Log in

View Full Version : Reverse Engineering the flash virtual machine


OHPen
February 25th, 2008, 09:50
Hi,

i recently started a small project where i try to obfuscate a small flash sample. i'm especially interested in the virtual machine and the interpreted bytecode. after some googling i found two interesting papers from adobe itself. i was pretty suprised to see that adobe provides such a good documentation about the virtual machine and its bytecode.

you can take a look at the pdfs here:

http://www.adobe.com/devnet/actionscript/articles/avm2overview.pdf

and

SWF and FLV File Format Specification - http://www.adobe.com/licensing/developer/

For the last document you will need to step through the license process of adobe. but dont be shy they offer a free license for a year, then you must refresh your license to use the pdf.

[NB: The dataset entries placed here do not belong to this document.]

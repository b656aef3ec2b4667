//! HTTP transport implementation.

use async_trait::async_trait;
use reqwest::{Client, ClientBuilder};
use std::collections::HashMap;
use std::time::Duration;
use tracing::instrument;

use super::TransportError;
use crate::observability::{log_request, log_response};

/// HTTP method.
#[derive(Debug, Clone, Copy, PartialEq, Eq)]
pub enum HttpMethod {
    /// GET request.
    Get,
    /// POST request.
    Post,
}

impl HttpMethod {
    /// Returns the method name.
    pub fn as_str(&self) -> &'static str {
        match self {
            HttpMethod::Get => "GET",
            HttpMethod::Post => "POST",
        }
    }
}

/// HTTP request representation.
#[derive(Debug, Clone)]
pub struct HttpRequest {
    /// HTTP method.
    pub method: HttpMethod,
    /// Request path, relative to the base URL.
    pub path: String,
    /// Request headers.
    pub headers: HashMap<String, String>,
    /// Request body.
    pub body: Option<Vec<u8>>,
}

impl HttpRequest {
    /// Creates a new GET request.
    pub fn get(path: impl Into<String>) -> Self {
        Self {
            method: HttpMethod::Get,
            path: path.into(),
            headers: HashMap::new(),
            body: None,
        }
    }

    /// Creates a new POST request.
    pub fn post(path: impl Into<String>) -> Self {
        Self {
            method: HttpMethod::Post,
            path: path.into(),
            headers: HashMap::new(),
            body: None,
        }
    }

    /// Sets the request body.
    pub fn with_body(mut self, body: Vec<u8>) -> Self {
        self.body = Some(body);
        self
    }

}

/// HTTP response representation.
#[derive(Debug, Clone)]
pub struct HttpResponse {
    /// HTTP status code.
    pub status: u16,
    /// Response headers.
    pub headers: HashMap<String, String>,
    /// Response body.
    pub body: Vec<u8>,
}

impl HttpResponse {
    /// Returns true if the status indicates success (2xx).
    pub fn is_success(&self) -> bool {
        (200..300).contains(&self.status)
    }

    /// Parses the body as JSON.
    pub fn json<T: serde::de::DeserializeOwned>(&self) -> Result<T, serde_json::Error> {
        serde_json::from_slice(&self.body)
    }

    /// Returns the body as (lossy) UTF-8 text.
    pub fn text(&self) -> String {
        String::from_utf8_lossy(&self.body).into_owned()
    }
}

/// HTTP transport trait.
#[async_trait]
pub trait HttpTransport: Send + Sync {
    /// Send an HTTP request.
    ///
    /// Non-2xx statuses are returned as responses, not errors; only failures
    /// that leave no response to inspect surface as [`TransportError`].
    async fn send(&self, request: HttpRequest) -> Result<HttpResponse, TransportError>;
}

/// HTTP transport implementation using reqwest.
pub struct HttpTransportImpl {
    client: Client,
    base_url: String,
    timeout: Duration,
}

impl HttpTransportImpl {
    /// Creates a new HTTP transport.
    pub fn new(base_url: impl Into<String>, timeout: Duration) -> Result<Self, TransportError> {
        let client = ClientBuilder::new()
            .timeout(timeout)
            .build()
            .map_err(|e| TransportError::Connection {
                message: e.to_string(),
            })?;

        Ok(Self {
            client,
            base_url: base_url.into(),
            timeout,
        })
    }

    /// Builds the full URL for a path.
    fn build_url(&self, path: &str) -> String {
        format!(
            "{}/{}",
            self.base_url.trim_end_matches('/'),
            path.trim_start_matches('/')
        )
    }
}

#[async_trait]
impl HttpTransport for HttpTransportImpl {
    #[instrument(skip(self, request), fields(method = request.method.as_str(), path = %request.path))]
    async fn send(&self, request: HttpRequest) -> Result<HttpResponse, TransportError> {
        let url = self.build_url(&request.path);
        log_request(request.method.as_str(), &request.path, request.body.as_deref());

        let mut req_builder = match request.method {
            HttpMethod::Get => self.client.get(&url),
            HttpMethod::Post => self.client.post(&url),
        };

        for (name, value) in &request.headers {
            req_builder = req_builder.header(name, value);
        }

        if let Some(body) = request.body {
            req_builder = req_builder.body(body);
        }

        let response = req_builder.send().await.map_err(|e| {
            if e.is_timeout() {
                TransportError::Timeout {
                    timeout: self.timeout,
                }
            } else if e.is_connect() {
                TransportError::Connection {
                    message: e.to_string(),
                }
            } else {
                TransportError::InvalidResponse {
                    message: e.to_string(),
                }
            }
        })?;

        let status = response.status().as_u16();
        let headers = response
            .headers()
            .iter()
            .map(|(k, v)| (k.to_string(), v.to_str().unwrap_or_default().to_string()))
            .collect();
        let body = response
            .bytes()
            .await
            .map_err(|e| TransportError::InvalidResponse {
                message: e.to_string(),
            })?
            .to_vec();

        log_response(status, &body);

        Ok(HttpResponse {
            status,
            headers,
            body,
        })
    }
}

impl std::fmt::Debug for HttpTransportImpl {
    fn fmt(&self, f: &mut std::fmt::Formatter<'_>) -> std::fmt::Result {
        f.debug_struct("HttpTransportImpl")
            .field("base_url", &self.base_url)
            .field("timeout", &self.timeout)
            .finish()
    }
}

probably this information is wide spread but i think it will be interesting for a few people.

most of the obfuscator out there i saw for flash are rather crapy, i think there should be better ways to protect a swf application.

Regards,

OHPen

dELTA
February 26th, 2008, 05:54
You will most likely find the following two threads interesting:

http://www.woodmann.com/forum/showthread.php?t=9572

http://www.woodmann.com/forum/showthread.php?t=10300

OHPen
February 27th, 2008, 13:28
Yep, i already read those posts. some nice information in here. as far as i know there only 3 obfuscator / protector for flash swf out there (except the custom made ones). i will take a closer look at them. what i can say so far is the most of them are using the same techniques of obfuscation (invalid_records, etc...). propably the copied by each other , dunno.

from what i know actually there are rather more posibilties to make the code unreadable.

regards,

OHPen

dELTA
February 27th, 2008, 15:02
Cool, really looking forward to hear more results of your work then.